The findings, published in the American Heart Association journal Circulation, indicate that women in perimenopause were about twice as likely to have poorer cardiovascular health scores compared with premenopausal women.
Decline begins earlier than expected
The study analyzed data from roughly 9,000 women aged 18 to 80 from the U.S. National Health and Nutrition Examination Survey collected between 2007 and 2020.
Participants were grouped as premenopausal, perimenopausal, or postmenopausal based on self-reported menstrual history.
Researchers evaluated cardiovascular health using eight metrics recommended by the American Heart Association, including diet, physical activity, blood sugar, cholesterol, and body weight, producing an overall score on a 100-point scale.
While heart health declined gradually with age across all groups, the sharpest drop was seen during perimenopause.

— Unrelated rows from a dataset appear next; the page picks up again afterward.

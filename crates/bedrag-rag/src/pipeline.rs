//! RAG pipeline: embed, retrieve, augment, generate
//!
//! A [`RagPipeline`] holds shared handles to its collaborators and no state
//! between calls. Each run walks a small state machine that is logged and
//! returned with the answer so callers can see how far a run got.

use serde::{Deserialize, Serialize};
use std::fmt;
use std::sync::Arc;
use tracing::{debug, warn};

use bedrag_core::{
    Embedder, Error, GenerationResult, Generator, Prompt, Result, RetrievalResult, VectorStore,
};

use crate::prompt::PromptBuilder;
use crate::retriever::Retriever;

/// Stage of a single pipeline run
#[derive(Debug, Clone, Copy, PartialEq, Eq, Serialize, Deserialize)]
pub enum PipelineState {
    Idle,
    Embedding,
    Retrieving,
    Prompting,
    Generating,
    Done,
    Failed,
}

impl PipelineState {
    pub fn is_terminal(self) -> bool {
        matches!(self, Self::Done | Self::Failed)
    }
}

impl fmt::Display for PipelineState {
    fn fmt(&self, f: &mut fmt::Formatter<'_>) -> fmt::Result {
        let name = match self {
            Self::Idle => "idle",
            Self::Embedding => "embedding",
            Self::Retrieving => "retrieving",
            Self::Prompting => "prompting",
            Self::Generating => "generating",
            Self::Done => "done",
            Self::Failed => "failed",
        };
        f.write_str(name)
    }
}

/// Pipeline settings
#[derive(Debug, Clone, PartialEq, Serialize, Deserialize)]
pub struct RagConfig {
    /// Number of documents placed in the prompt
    pub top_k: usize,
    /// Completion token limit passed to the generator
    pub max_tokens: u32,
    /// Minimum cosine similarity for a document to be used as context
    pub similarity_floor: Option<f32>,
}

impl Default for RagConfig {
    fn default() -> Self {
        Self {
            top_k: 3,
            max_tokens: 500,
            similarity_floor: None,
        }
    }
}

/// Outcome of one pipeline run
#[derive(Debug, Clone, PartialEq, Serialize)]
pub struct Answer {
    pub generation: GenerationResult,
    pub prompt: Prompt,
    /// Retrieved context, empty on the no-retrieval path
    pub sources: RetrievalResult,
    pub states: Vec<PipelineState>,
}

impl Answer {
    pub fn text(&self) -> &str {
        &self.generation.text
    }
}

/// Both answers to one query; each side fails independently
#[derive(Debug)]
pub struct Comparison {
    pub query: String,
    pub with_rag: Result<Answer>,
    pub without_rag: Result<Answer>,
}

struct Run {
    mode: &'static str,
    state: PipelineState,
    visited: Vec<PipelineState>,
}

impl Run {
    fn start(mode: &'static str) -> Self {
        Self {
            mode,
            state: PipelineState::Idle,
            visited: vec![PipelineState::Idle],
        }
    }

    fn advance(&mut self, next: PipelineState) {
        debug!(mode = self.mode, from = %self.state, to = %next, "pipeline transition");
        self.state = next;
        self.visited.push(next);
    }

    /// Pass a step's result through, moving to `Failed` on error
    fn check<T>(&mut self, result: Result<T>) -> Result<T> {
        result.inspect_err(|err| {
            warn!(mode = self.mode, state = %self.state, error = %err, "pipeline run failed");
            self.state = PipelineState::Failed;
            self.visited.push(PipelineState::Failed);
        })
    }

    fn finish(mut self, generation: GenerationResult, prompt: Prompt, sources: RetrievalResult) -> Answer {
        self.advance(PipelineState::Done);
        Answer {
            generation,
            prompt,
            sources,
            states: self.visited,
        }
    }
}

/// Orchestrates embedder, retriever, prompt builder and generator
#[derive(Clone)]
pub struct RagPipeline {
    embedder: Arc<dyn Embedder>,
    retriever: Retriever,
    prompt_builder: PromptBuilder,
    generator: Arc<dyn Generator>,
    config: RagConfig,
}

impl RagPipeline {
    pub fn new(
        embedder: Arc<dyn Embedder>,
        store: Arc<dyn VectorStore>,
        generator: Arc<dyn Generator>,
    ) -> Self {
        Self {
            embedder,
            retriever: Retriever::new(store),
            prompt_builder: PromptBuilder::default(),
            generator,
            config: RagConfig::default(),
        }
    }

    pub fn with_config(mut self, config: RagConfig) -> Self {
        self.retriever = self
            .retriever
            .with_similarity_floor(config.similarity_floor);
        self.config = config;
        self
    }

    pub fn with_prompt_builder(mut self, prompt_builder: PromptBuilder) -> Self {
        self.prompt_builder = prompt_builder;
        self
    }

    pub fn config(&self) -> &RagConfig {
        &self.config
    }

    pub fn embedder(&self) -> &Arc<dyn Embedder> {
        &self.embedder
    }

    pub fn store(&self) -> &Arc<dyn VectorStore> {
        self.retriever.store()
    }

    pub fn generator(&self) -> &Arc<dyn Generator> {
        &self.generator
    }

    /// Answer using the closest stored documents as context
    pub async fn answer_with_rag(&self, query: &str) -> Result<Answer> {
        validate_query(query)?;
        let mut run = Run::start("rag");

        run.advance(PipelineState::Embedding);
        let vector = run.check(self.embedder.embed(query).await)?;

        run.advance(PipelineState::Retrieving);
        let sources = run.check(self.retriever.retrieve(&vector, self.config.top_k).await)?;
        debug!(hits = sources.len(), top_k = self.config.top_k, "retrieved context");

        run.advance(PipelineState::Prompting);
        let prompt = self.prompt_builder.build(query, &sources.texts());

        run.advance(PipelineState::Generating);
        let generation = run.check(self.generator.generate(&prompt, self.config.max_tokens).await)?;

        Ok(run.finish(generation, prompt, sources))
    }

    /// Answer from the bare query, skipping retrieval
    pub async fn answer_without_rag(&self, query: &str) -> Result<Answer> {
        validate_query(query)?;
        let mut run = Run::start("direct");

        run.advance(PipelineState::Prompting);
        let no_context: [&str; 0] = [];
        let prompt = self.prompt_builder.build(query, &no_context);

        run.advance(PipelineState::Generating);
        let generation = run.check(self.generator.generate(&prompt, self.config.max_tokens).await)?;

        Ok(run.finish(generation, prompt, RetrievalResult::default()))
    }

    /// Run both paths concurrently and pair their outcomes
    pub async fn compare(&self, query: &str) -> Comparison {
        let (with_rag, without_rag) =
            futures::join!(self.answer_with_rag(query), self.answer_without_rag(query));

        Comparison {
            query: query.to_string(),
            with_rag,
            without_rag,
        }
    }
}

fn validate_query(query: &str) -> Result<()> {
    if query.trim().is_empty() {
        return Err(Error::InvalidInput("query must not be empty".to_string()));
    }
    Ok(())
}

#[cfg(test)]
mod tests {
    use super::*;
    use crate::testing::{FailingEmbedder, FailingGenerator, KeywordEmbedder, RecordingGenerator};
    use crate::InMemoryVectorStore;
    use bedrag_core::Document;

    async fn seeded_store(embedder: &KeywordEmbedder) -> Arc<InMemoryVectorStore> {
        let store = Arc::new(InMemoryVectorStore::new());
        let texts = [
            "Bedrock is a managed AI service.",
            "Paris is the capital of France.",
            "RAG combines retrieval and generation.",
        ];
        for (i, text) in texts.iter().enumerate() {
            let vector = embedder.embed(text).await.unwrap();
            store
                .upsert(Document::new(format!("doc_{}", i), *text), vector)
                .await
                .unwrap();
        }
        store
    }

    #[tokio::test]
    async fn test_rag_states_in_order() {
        let embedder = KeywordEmbedder::new();
        let store = seeded_store(&embedder).await;
        let pipeline = RagPipeline::new(
            Arc::new(embedder),
            store,
            Arc::new(RecordingGenerator::new()),
        );

        let answer = pipeline.answer_with_rag("What is Bedrock?").await.unwrap();
        assert_eq!(
            answer.states,
            vec![
                PipelineState::Idle,
                PipelineState::Embedding,
                PipelineState::Retrieving,
                PipelineState::Prompting,
                PipelineState::Generating,
                PipelineState::Done,
            ]
        );
        assert_eq!(answer.sources.len(), 3);
        assert_eq!(answer.text(), "answer (500 tokens max)");
    }

    #[tokio::test]
    async fn test_direct_path_skips_retrieval() {
        let generator = Arc::new(RecordingGenerator::new());
        let pipeline = RagPipeline::new(
            Arc::new(FailingEmbedder),
            Arc::new(InMemoryVectorStore::new()),
            generator.clone(),
        );

        let answer = pipeline.answer_without_rag("What is Bedrock?").await.unwrap();
        assert!(answer.sources.is_empty());
        assert_eq!(answer.prompt.as_str(), "What is Bedrock?");
        assert_eq!(
            answer.states,
            vec![
                PipelineState::Idle,
                PipelineState::Prompting,
                PipelineState::Generating,
                PipelineState::Done,
            ]
        );
        assert_eq!(generator.prompts(), vec![Prompt::new("What is Bedrock?")]);
    }

    #[tokio::test]
    async fn test_embedding_failure_propagates() {
        let generator = Arc::new(RecordingGenerator::new());
        let pipeline = RagPipeline::new(
            Arc::new(FailingEmbedder),
            Arc::new(InMemoryVectorStore::new()),
            generator.clone(),
        );

        let err = pipeline.answer_with_rag("What is Bedrock?").await.unwrap_err();
        assert!(matches!(err, Error::EmbeddingService(_)));
        assert!(generator.prompts().is_empty());
    }

    #[tokio::test]
    async fn test_generation_failure_propagates() {
        let embedder = KeywordEmbedder::new();
        let store = seeded_store(&embedder).await;
        let pipeline = RagPipeline::new(Arc::new(embedder), store, Arc::new(FailingGenerator));

        assert!(matches!(
            pipeline.answer_with_rag("What is Bedrock?").await,
            Err(Error::GenerationService(_))
        ));
        assert!(matches!(
            pipeline.answer_without_rag("What is Bedrock?").await,
            Err(Error::GenerationService(_))
        ));
    }

    #[tokio::test]
    async fn test_config_controls_k_and_tokens() {
        let embedder = KeywordEmbedder::new();
        let store = seeded_store(&embedder).await;
        let pipeline = RagPipeline::new(
            Arc::new(embedder),
            store,
            Arc::new(RecordingGenerator::new()),
        )
        .with_config(RagConfig {
            top_k: 2,
            max_tokens: 64,
            similarity_floor: Some(0.1),
        });

        let answer = pipeline.answer_with_rag("What is Bedrock?").await.unwrap();
        assert_eq!(answer.sources.len(), 1);
        assert_eq!(answer.sources.hits[0].document.id, "doc_0");
        assert_eq!(answer.text(), "answer (64 tokens max)");
    }

    #[tokio::test]
    async fn test_empty_store_still_answers() {
        let generator = Arc::new(RecordingGenerator::new());
        let pipeline = RagPipeline::new(
            Arc::new(KeywordEmbedder::new()),
            Arc::new(InMemoryVectorStore::new()),
            generator.clone(),
        );

        let answer = pipeline.answer_with_rag("What is Bedrock?").await.unwrap();
        assert!(answer.sources.is_empty());
        assert_eq!(answer.prompt.as_str(), "What is Bedrock?");
    }

    #[tokio::test]
    async fn test_blank_query_rejected() {
        let pipeline = RagPipeline::new(
            Arc::new(KeywordEmbedder::new()),
            Arc::new(InMemoryVectorStore::new()),
            Arc::new(RecordingGenerator::new()),
        );
        assert!(matches!(
            pipeline.answer_with_rag("   ").await,
            Err(Error::InvalidInput(_))
        ));

        let comparison = pipeline.compare("").await;
        assert!(comparison.with_rag.is_err());
        assert!(comparison.without_rag.is_err());
    }
}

After adjusting for age, perimenopausal women were twice as likely to score below 50 compared with premenopausal women. They were also significantly more likely to show poorer cholesterol and blood sugar levels.
Postmenopausal women, by contrast, did not show statistically significant differences in low cardiovascular health scores compared with premenopausal participants after adjustments.
Why the transition matters
Researchers say the findings point to perimenopause as a previously under-recognized “risk window” for cardiovascular changes.
Estrogen fluctuations during perimenopause are believed to play a key role. As levels decline, blood vessels may become less flexible, blood pressure can rise, and cholesterol and glucose regulation may worsen. These changes can quietly increase long-term risk for heart disease.
Experts involved in the research, including cardiologists at the Cardiovascular Medicine division of the University of Alabama at Birmingham, emphasized that these shifts often occur without obvious symptoms.
Silent changes, real risk
Doctors note that many women in perimenopause feel physically well, even as internal risk factors begin to shift.
Changes in sleep, energy levels, abdominal fat distribution, or subtle metabolic markers may be early signals, even if they are easy to dismiss as normal aging.
Clinicians not involved in the study, including specialists from Northwestern University, say the menopause transition should be treated as a broader cardiometabolic checkpoint not just a reproductive milestone.
They emphasize that routine monitoring of blood pressure, cholesterol, and blood sugar during midlife could help identify risk earlier and allow for preventive intervention.
A window for prevention
Researchers stress that the findings do not show causation, but they reinforce the importance of early awareness. Cardiovascular disease remains the leading cause of death among women globally, and risk develops gradually over decades.
The study authors suggest that perimenopause may be an opportunity to intervene earlier through lifestyle changes, medical monitoring, and risk management before long-term cardiovascular damage develops.